Высморкался в платок.

— Довез, шиш лесной. Не спортил. Флигелюшку заради него выстроил. А бренчать некому... и научить некому. Разве што доча моя — так ведь она в Мордвинске, в пансионе!.. сюда, почитай, раз в год заезжает...

Ты кивнула невпопад.

Прошла к роялю; погладила холодный бок.

Ах ты, мой милый, мой хороший...

— Сыграй, а? — тихо попросили за спиной. — Уважь ради праздничка!

— Что ж тебе сыграть, Ермолай Прокофьич?

Коньяк огнем играл в жилах, веля забыть, забыться, откинуть крышку — и...

Откинула.

Прошлась по клавишам.

«Сыграем в четыре руки?!» — холодным ветром плеснуло ниоткуда.

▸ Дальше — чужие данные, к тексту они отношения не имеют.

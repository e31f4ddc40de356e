//! Interactive Surface Touch
//!
//! Command line front end for projector calibration.

use clap::{Parser, Subcommand};
use std::path::{Path, PathBuf};

use surface_touch::calibration::{CalibrationEngine, CameraMatrix};
use surface_touch::config::SurfaceConfig;
use surface_touch::export::{CalibrationExporter, CalibrationReport};

#[derive(Parser)]
#[command(name = "surface-touch")]
#[command(about = "Projector calibration for depth-sensor touch surfaces")]
#[command(version)]
struct Cli {
    /// Configuration file (JSON or XML). Defaults to the user config directory.
    #[arg(short, long, global = true)]
    config: Option<PathBuf>,

    #[command(subcommand)]
    command: Commands,
}

#[derive(Subcommand)]
enum Commands {
    /// Calibrate from a display points file and a world points file
    Calibrate {
        /// Display points, one `x, y` per line (default from config)
        #[arg(long)]
        image: Option<PathBuf>,

        /// World points, one `x, y, z` per line (default from config)
        #[arg(long)]
        world: Option<PathBuf>,

        /// Known intrinsics `fx,fy,px,py`; only the pose is solved
        #[arg(long, value_parser = parse_intrinsics)]
        intrinsics: Option<CameraMatrix>,

        /// Write the calibration report here (.json or .xml)
        #[arg(short, long)]
        export: Option<PathBuf>,
    },

    /// Calibrate from a finger-point calibration document
    CalibrateXml {
        /// Document with CALIB_READ records
        #[arg(short, long)]
        file: PathBuf,

        /// Exchange world Y and Z on load
        #[arg(long)]
        swap_yz: bool,

        /// Known intrinsics `fx,fy,px,py`; only the pose is solved
        #[arg(long, value_parser = parse_intrinsics)]
        intrinsics: Option<CameraMatrix>,

        /// Write the calibration report here (.json or .xml)
        #[arg(short, long)]
        export: Option<PathBuf>,
    },
}

fn parse_intrinsics(s: &str) -> Result<CameraMatrix, String> {
    let values: Vec<f64> = s
        .split(',')
        .map(|v| v.trim().parse::<f64>().map_err(|e| format!("'{}': {}", v.trim(), e)))
        .collect::<Result<_, _>>()?;
    match values.as_slice() {
        [fx, fy, px, py] => Ok(CameraMatrix::new(*fx, *fy, *px, *py)),
        _ => Err(format!("expected fx,fy,px,py, got {} values", values.len())),
    }
}

fn main() {
    // Initialize logging
    env_logger::Builder::from_env(env_logger::Env::default().default_filter_or("info"))
        .format_timestamp_millis()
        .init();

    let cli = Cli::parse();

    if let Err(e) = run(cli) {
        log::error!("{}", e);
        std::process::exit(1);
    }
}

fn run(cli: Cli) -> surface_touch::Result<()> {
    let config = load_config(cli.config.as_deref())?;

    match cli.command {
        Commands::Calibrate {
            image,
            world,
            intrinsics,
            export,
        } => {
            let image = image.unwrap_or_else(|| config.image_points_path.clone());
            let world = world.unwrap_or_else(|| config.world_points_path.clone());

            let mut engine = CalibrationEngine::new(config.projector_width, config.projector_height)
                .with_swap_yz(config.swap_yz);
            let count = engine.load_points(&image, &world)?;
            log::info!("Loaded {} correspondences", count);
            solve_and_report(&mut engine, intrinsics.as_ref(), export.as_deref())
        }
        Commands::CalibrateXml {
            file,
            swap_yz,
            intrinsics,
            export,
        } => {
            let mut engine = CalibrationEngine::new(config.projector_width, config.projector_height)
                .with_swap_yz(swap_yz || config.swap_yz);
            engine.load_finger_tip_points(&file)?;
            solve_and_report(&mut engine, intrinsics.as_ref(), export.as_deref())
        }
    }
}

fn load_config(path: Option<&Path>) -> surface_touch::Result<SurfaceConfig> {
    match path {
        Some(path) => SurfaceConfig::load(path),
        None => match SurfaceConfig::default_path().filter(|p| p.exists()) {
            Some(path) => SurfaceConfig::load(&path),
            None => Ok(SurfaceConfig::default()),
        },
    }
}

fn solve_and_report(
    engine: &mut CalibrationEngine,
    intrinsics: Option<&CameraMatrix>,
    export: Option<&Path>,
) -> surface_touch::Result<()> {
    match intrinsics {
        Some(camera) => engine.correct_camera_pnp(camera)?,
        None => engine.correct_camera()?,
    };

    let report = CalibrationReport::from_engine(engine)?;
    let p = &report.params;
    println!("throw ratio   {:.4} x {:.4}", p.throw_ratio_x, p.throw_ratio_y);
    println!("lens offset   {:.4}, {:.4}", p.lens_offset_x, p.lens_offset_y);
    println!(
        "translation   {:.2}, {:.2}, {:.2}",
        p.translation_x, p.translation_y, p.translation_z
    );
    println!(
        "rotation      {:.3}, {:.3}, {:.3} deg",
        p.rotation_x, p.rotation_y, p.rotation_z
    );
    println!("rms error     {:.3} px", report.rms_error);

    let reprojection = engine.reprojection()?;
    if let Some((worst, err)) = reprojection
        .errors
        .iter()
        .enumerate()
        .max_by(|a, b| a.1.total_cmp(b.1))
    {
        println!("worst point   #{} ({:.3} px)", worst, err);
    }

    if let Some(path) = export {
        CalibrationExporter::export(&report, path)?;
    }
    Ok(())
}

— А што хошь, то и сыграй. Романс, што ли?.. душевный...

— Романс?

И пальцы сами вспомнили, а голос едва не сорвался, едва не слетел пуганым петухом, где хотел парить соколом — но не слетел ведь все-таки!

Правда, Княгиня?

Правда.

— Я Вам не снилась никогда.

Зачем же лгать? — я это знаю.

И с тихой нежностью внимаю

Решенью Вашего суда...

Невозможный, небывалый зверь ворочался под лаской твоих рук.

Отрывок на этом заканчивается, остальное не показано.